Items listed in a dataset:
§ §

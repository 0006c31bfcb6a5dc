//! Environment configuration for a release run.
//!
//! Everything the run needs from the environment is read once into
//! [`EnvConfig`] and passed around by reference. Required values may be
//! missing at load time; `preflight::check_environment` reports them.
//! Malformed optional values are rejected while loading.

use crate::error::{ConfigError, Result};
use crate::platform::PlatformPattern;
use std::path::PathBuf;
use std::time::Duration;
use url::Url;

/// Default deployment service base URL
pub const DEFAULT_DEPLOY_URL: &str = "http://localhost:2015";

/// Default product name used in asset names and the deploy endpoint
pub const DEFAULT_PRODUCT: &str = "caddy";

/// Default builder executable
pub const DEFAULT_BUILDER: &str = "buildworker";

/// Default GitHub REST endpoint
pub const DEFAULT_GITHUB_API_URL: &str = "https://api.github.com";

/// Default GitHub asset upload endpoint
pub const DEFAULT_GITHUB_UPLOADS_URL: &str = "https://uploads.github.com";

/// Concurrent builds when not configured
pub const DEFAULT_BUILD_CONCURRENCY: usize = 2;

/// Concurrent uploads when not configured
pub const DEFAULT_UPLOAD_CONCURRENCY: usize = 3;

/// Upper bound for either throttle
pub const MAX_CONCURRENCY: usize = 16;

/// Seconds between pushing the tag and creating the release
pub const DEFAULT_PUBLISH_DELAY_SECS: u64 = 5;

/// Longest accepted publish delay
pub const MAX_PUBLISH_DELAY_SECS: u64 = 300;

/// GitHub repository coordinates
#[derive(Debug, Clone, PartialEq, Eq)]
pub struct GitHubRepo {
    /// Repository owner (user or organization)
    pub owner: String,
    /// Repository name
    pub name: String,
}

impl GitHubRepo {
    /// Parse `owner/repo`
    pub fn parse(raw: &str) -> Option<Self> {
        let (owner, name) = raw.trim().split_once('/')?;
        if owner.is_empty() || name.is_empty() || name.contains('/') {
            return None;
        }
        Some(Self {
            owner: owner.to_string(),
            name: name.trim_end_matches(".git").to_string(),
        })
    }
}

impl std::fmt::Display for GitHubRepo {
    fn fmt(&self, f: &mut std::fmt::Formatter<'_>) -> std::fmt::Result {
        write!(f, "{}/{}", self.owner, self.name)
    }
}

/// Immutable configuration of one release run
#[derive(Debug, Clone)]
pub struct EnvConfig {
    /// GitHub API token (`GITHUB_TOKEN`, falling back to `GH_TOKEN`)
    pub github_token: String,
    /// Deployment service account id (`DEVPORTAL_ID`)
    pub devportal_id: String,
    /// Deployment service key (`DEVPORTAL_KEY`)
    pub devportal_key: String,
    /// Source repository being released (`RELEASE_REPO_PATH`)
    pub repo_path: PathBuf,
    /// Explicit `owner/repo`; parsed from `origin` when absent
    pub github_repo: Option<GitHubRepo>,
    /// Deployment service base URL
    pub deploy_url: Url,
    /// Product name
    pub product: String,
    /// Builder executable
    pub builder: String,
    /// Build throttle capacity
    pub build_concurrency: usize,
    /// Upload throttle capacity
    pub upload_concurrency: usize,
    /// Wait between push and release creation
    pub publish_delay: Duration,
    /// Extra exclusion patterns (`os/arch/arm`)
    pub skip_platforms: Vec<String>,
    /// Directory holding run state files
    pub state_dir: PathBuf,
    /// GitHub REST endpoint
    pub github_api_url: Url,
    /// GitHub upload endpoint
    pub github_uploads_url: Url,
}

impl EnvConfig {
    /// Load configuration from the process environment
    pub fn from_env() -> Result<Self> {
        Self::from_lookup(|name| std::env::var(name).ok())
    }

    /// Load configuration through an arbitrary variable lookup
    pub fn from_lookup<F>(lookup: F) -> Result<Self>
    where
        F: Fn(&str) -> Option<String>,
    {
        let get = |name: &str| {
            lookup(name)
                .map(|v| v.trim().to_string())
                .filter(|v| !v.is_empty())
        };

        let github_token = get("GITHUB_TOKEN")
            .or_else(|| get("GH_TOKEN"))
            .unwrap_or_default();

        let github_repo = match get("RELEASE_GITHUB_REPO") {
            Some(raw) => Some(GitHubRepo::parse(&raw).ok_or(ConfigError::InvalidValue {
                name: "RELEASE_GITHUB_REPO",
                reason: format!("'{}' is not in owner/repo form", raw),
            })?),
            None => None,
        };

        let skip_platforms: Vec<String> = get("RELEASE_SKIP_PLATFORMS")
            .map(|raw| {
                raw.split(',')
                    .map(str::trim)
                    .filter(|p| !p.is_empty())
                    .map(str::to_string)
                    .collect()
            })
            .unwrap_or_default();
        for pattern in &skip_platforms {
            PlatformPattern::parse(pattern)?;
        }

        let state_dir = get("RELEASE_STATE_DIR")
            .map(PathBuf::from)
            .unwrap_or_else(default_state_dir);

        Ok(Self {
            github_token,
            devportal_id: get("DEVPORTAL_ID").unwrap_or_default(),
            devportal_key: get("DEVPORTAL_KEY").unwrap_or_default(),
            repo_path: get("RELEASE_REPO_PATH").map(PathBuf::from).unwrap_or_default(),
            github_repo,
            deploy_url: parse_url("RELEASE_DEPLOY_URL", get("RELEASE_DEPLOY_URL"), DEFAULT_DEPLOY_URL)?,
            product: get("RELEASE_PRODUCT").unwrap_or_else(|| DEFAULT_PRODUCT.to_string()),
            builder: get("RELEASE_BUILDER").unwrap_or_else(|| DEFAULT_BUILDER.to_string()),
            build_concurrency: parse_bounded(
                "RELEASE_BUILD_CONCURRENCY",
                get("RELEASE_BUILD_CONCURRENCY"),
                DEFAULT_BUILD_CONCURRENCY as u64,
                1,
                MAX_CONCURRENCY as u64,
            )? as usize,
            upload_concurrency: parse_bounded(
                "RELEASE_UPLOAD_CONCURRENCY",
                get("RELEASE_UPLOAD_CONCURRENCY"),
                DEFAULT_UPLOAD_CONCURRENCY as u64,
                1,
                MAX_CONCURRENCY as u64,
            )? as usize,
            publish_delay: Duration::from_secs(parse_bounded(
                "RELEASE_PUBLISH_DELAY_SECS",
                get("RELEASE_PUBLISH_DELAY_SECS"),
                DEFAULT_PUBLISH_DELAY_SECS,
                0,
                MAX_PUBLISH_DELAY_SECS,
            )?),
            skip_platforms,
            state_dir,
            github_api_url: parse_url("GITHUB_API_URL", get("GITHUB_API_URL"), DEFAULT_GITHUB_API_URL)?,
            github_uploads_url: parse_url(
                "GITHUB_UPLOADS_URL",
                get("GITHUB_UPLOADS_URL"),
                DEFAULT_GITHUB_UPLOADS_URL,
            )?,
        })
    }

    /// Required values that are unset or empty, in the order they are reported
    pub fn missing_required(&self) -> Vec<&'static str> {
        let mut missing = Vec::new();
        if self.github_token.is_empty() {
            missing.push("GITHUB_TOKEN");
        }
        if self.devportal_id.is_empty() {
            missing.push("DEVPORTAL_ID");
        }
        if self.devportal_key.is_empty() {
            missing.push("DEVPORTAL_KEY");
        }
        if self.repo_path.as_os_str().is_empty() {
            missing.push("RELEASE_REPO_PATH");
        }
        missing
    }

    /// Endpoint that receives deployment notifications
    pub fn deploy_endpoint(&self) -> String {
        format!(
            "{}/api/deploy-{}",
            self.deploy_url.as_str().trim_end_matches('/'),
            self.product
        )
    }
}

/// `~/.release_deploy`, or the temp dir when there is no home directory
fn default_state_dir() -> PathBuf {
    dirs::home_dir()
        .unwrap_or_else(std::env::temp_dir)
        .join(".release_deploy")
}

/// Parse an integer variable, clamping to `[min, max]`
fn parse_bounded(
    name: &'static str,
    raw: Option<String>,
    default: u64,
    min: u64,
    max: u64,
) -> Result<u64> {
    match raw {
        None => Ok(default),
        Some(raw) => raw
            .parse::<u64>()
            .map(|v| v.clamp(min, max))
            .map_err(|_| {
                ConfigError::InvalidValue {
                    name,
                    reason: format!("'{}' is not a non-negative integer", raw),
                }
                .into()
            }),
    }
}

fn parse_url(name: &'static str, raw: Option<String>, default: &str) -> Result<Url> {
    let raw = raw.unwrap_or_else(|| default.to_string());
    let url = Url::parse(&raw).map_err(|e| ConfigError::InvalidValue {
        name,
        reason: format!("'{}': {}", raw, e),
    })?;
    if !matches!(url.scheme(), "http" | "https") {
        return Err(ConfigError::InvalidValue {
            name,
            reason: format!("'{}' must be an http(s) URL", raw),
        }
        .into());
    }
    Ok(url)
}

§ §

▸ Task to carry out: Only lines containing the string "Some" are needed. Pull each of them out of the records above.

▸ Result of the exercise:
        Some(Self {
            Some(raw) => Some(GitHubRepo::parse(&raw).ok_or(ConfigError::InvalidValue {
        Some(raw) => raw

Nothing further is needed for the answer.